The proceeds must be distribute among the creditors according to the legal hierarchy. This must take into account, among other things, the legal position of any pledgees and/or mortgage holders, the preferential position of the Tax and Customs Administration and creditors with possible privileges. If any capital remain after that, it can be divide among those who are entitle to it according to the article of association. Usually this is/are the shareholder(s). Are there more debts than assets? Then bankruptcy must be file , unless all know credito agree to liquidation outside bankruptcy.
Turbo liquidation & COVID-19
What if a legal entity already has no assets at the time of dissolution and there is therefore no more assets to liquidate? In that case, Article 2:19 paragraph 4 of the Dutch Civil Code stipulates that the legal entity immediately ceases to exist at the time of dissolution. This is call turbo liquidation. This method of business termination can be abuse. For example, a director can decide to realize the assets, transfer the proceeds to a private account and proceed to dissolve the empty/emptied BV. check.
The government expects that many entrepreneurs will make use of the turbo liquidation as a result of the corona crisis. After all, it is a quick and relatively simple way of closing a business that can prevent bankruptcy. Due to the possibility of misuse, there is a need to increase confidence in the use of this instrument. The government wants to achieve this by improving the legal protection of creditors. The Temporary Turbo Liquidation Transparency Act is intend to achieve this.
In the preliminary draft – which went into consultation at the end of June 2021 – it is propose to add two new articles after Article 2:19a DCC: 19b and 19c. These articles apply in the event of dissolution pursuant to the aforementioned article 2:19 paragraph 1 and paragraph 4. Article 19b should entail the following obligations for the director, namely the filing of:
- a closing balance;
- a written substantiation of the reasons for the lack of benefits;
- a final distribution list if creditors have been paid prior to the dissolution; and
- under certain circumstances (an) annual statement(s).
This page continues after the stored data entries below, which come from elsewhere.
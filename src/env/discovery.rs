//! Runs the external discovery script that regenerates the list file.

use std::io;
use std::path::{Path, PathBuf};
use std::process::{Command, ExitStatus};
use thiserror::Error;

#[derive(Error, Debug)]
pub enum DiscoveryError {
    #[error("Discovery script not found: {0}")]
    MissingScript(PathBuf),
    #[error("Failed to run {script}: {source}")]
    Spawn { script: PathBuf, source: io::Error },
    #[error("{script} exited with {status}")]
    Failed { script: PathBuf, status: ExitStatus },
}

/// Run `bash <script>` from `install_path` and wait for it.
pub fn run_script(script: &Path, install_path: &Path) -> Result<(), DiscoveryError> {
    if !script.is_file() {
        return Err(DiscoveryError::MissingScript(script.to_path_buf()));
    }

    tracing::info!("Running {}", script.display());
    let status = Command::new("bash")
        .arg(script)
        .current_dir(install_path)
        .status()
        .map_err(|source| DiscoveryError::Spawn {
            script: script.to_path_buf(),
            source,
        })?;

    if !status.success() {
        return Err(DiscoveryError::Failed {
            script: script.to_path_buf(),
            status,
        });
    }
    Ok(())
}

#[cfg(test)]
mod tests {
    use super::*;
    use std::fs;

    #[test]
    fn script_runs_in_install_path() {
        let dir = tempfile::tempdir().unwrap();
        let script = dir.path().join("get_venv.sh");
        fs::write(&script, "echo /tmp/found/.venv > env_list\n").unwrap();

        run_script(&script, dir.path()).unwrap();
        let written = fs::read_to_string(dir.path().join("env_list")).unwrap();
        assert_eq!(written.trim(), "/tmp/found/.venv");
    }

    #[test]
    fn non_zero_exit_is_an_error() {
        let dir = tempfile::tempdir().unwrap();
        let script = dir.path().join("get_venv.sh");
        fs::write(&script, "exit 2\n").unwrap();

        let err = run_script(&script, dir.path()).unwrap_err();
        assert!(matches!(err, DiscoveryError::Failed { .. }));
    }

    #[test]
    fn missing_script_is_reported() {
        let dir = tempfile::tempdir().unwrap();
        let err = run_script(&dir.path().join("get_venv.sh"), dir.path()).unwrap_err();
        assert!(matches!(err, DiscoveryError::MissingScript(_)));
    }
}
//! Environment List Widget
//! Left side list of environments: bold name over a gray relative path.

use crate::env::{EnvEntry, EnvList};
use egui::{Color32, RichText, ScrollArea};
use std::path::{Path, PathBuf};

const ITEM_SPACING: f32 = 4.0;

/// Scrollable list of environments with single selection.
#[derive(Default)]
pub struct EnvListView {
    selected: Option<PathBuf>,
}

impl EnvListView {
    pub fn new() -> Self {
        Self::default()
    }

    pub fn selected(&self) -> Option<&Path> {
        self.selected.as_deref()
    }

    pub fn clear_selection(&mut self) {
        self.selected = None;
    }

    /// Drop the selection if its path is no longer listed.
    pub fn retain_selection(&mut self, envs: &EnvList) {
        if let Some(selected) = &self.selected {
            if !envs.entries().iter().any(|e| &e.path == selected) {
                self.selected = None;
            }
        }
    }

    /// Draw entries matching `query`. Returns the newly selected path, if
    /// the selection changed this frame.
    pub fn show(&mut self, ui: &mut egui::Ui, envs: &EnvList, query: &str) -> Option<PathBuf> {
        if envs.is_empty() {
            ui.centered_and_justified(|ui| {
                ui.label(RichText::new("No environments").size(16.0).color(Color32::GRAY));
            });
            return None;
        }

        let mut changed = None;

        ScrollArea::vertical()
            .auto_shrink([false, false])
            .show(ui, |ui| {
                for (idx, entry) in envs.filtered(query).enumerate() {
                    let is_selected = self.selected.as_deref() == Some(entry.path.as_path());
                    if Self::draw_item(ui, idx, entry, is_selected) && !is_selected {
                        self.selected = Some(entry.path.clone());
                        changed = Some(entry.path.clone());
                    }
                    ui.add_space(ITEM_SPACING);
                }
            });

        changed
    }

    /// Draw a single list item; returns true when clicked.
    fn draw_item(ui: &mut egui::Ui, idx: usize, entry: &EnvEntry, is_selected: bool) -> bool {
        let fill = if is_selected {
            ui.visuals().selection.bg_fill
        } else {
            ui.visuals().widgets.noninteractive.bg_fill
        };

        let frame = egui::Frame::none()
            .fill(fill)
            .rounding(5.0)
            .inner_margin(egui::Margin::symmetric(10.0, 4.0))
            .show(ui, |ui| {
                ui.set_width(ui.available_width());
                ui.label(
                    RichText::new(&entry.name)
                        .size(14.0)
                        .strong()
                        .color(Color32::WHITE),
                );
                ui.label(RichText::new(&entry.relative_path).size(10.0).color(Color32::GRAY));
            });

        let response = ui
            .interact(
                frame.response.rect,
                ui.id().with(("env_item", idx)),
                egui::Sense::click(),
            )
            .on_hover_text(entry.path.display().to_string());
        response.clicked()
    }
}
Article 19c then regulates, among other things, the consequences for a director who has not complied with the aforementioned obligations: the Public Prosecution Service can then request the court to impose a director’s disqualification. It has also been propose to make the violation of these obligations a criminal offence. The internet consultation ended at the end of July 2021. However, the legislative process is still in the preparatory phase and it is still unclear when this law will enter into force.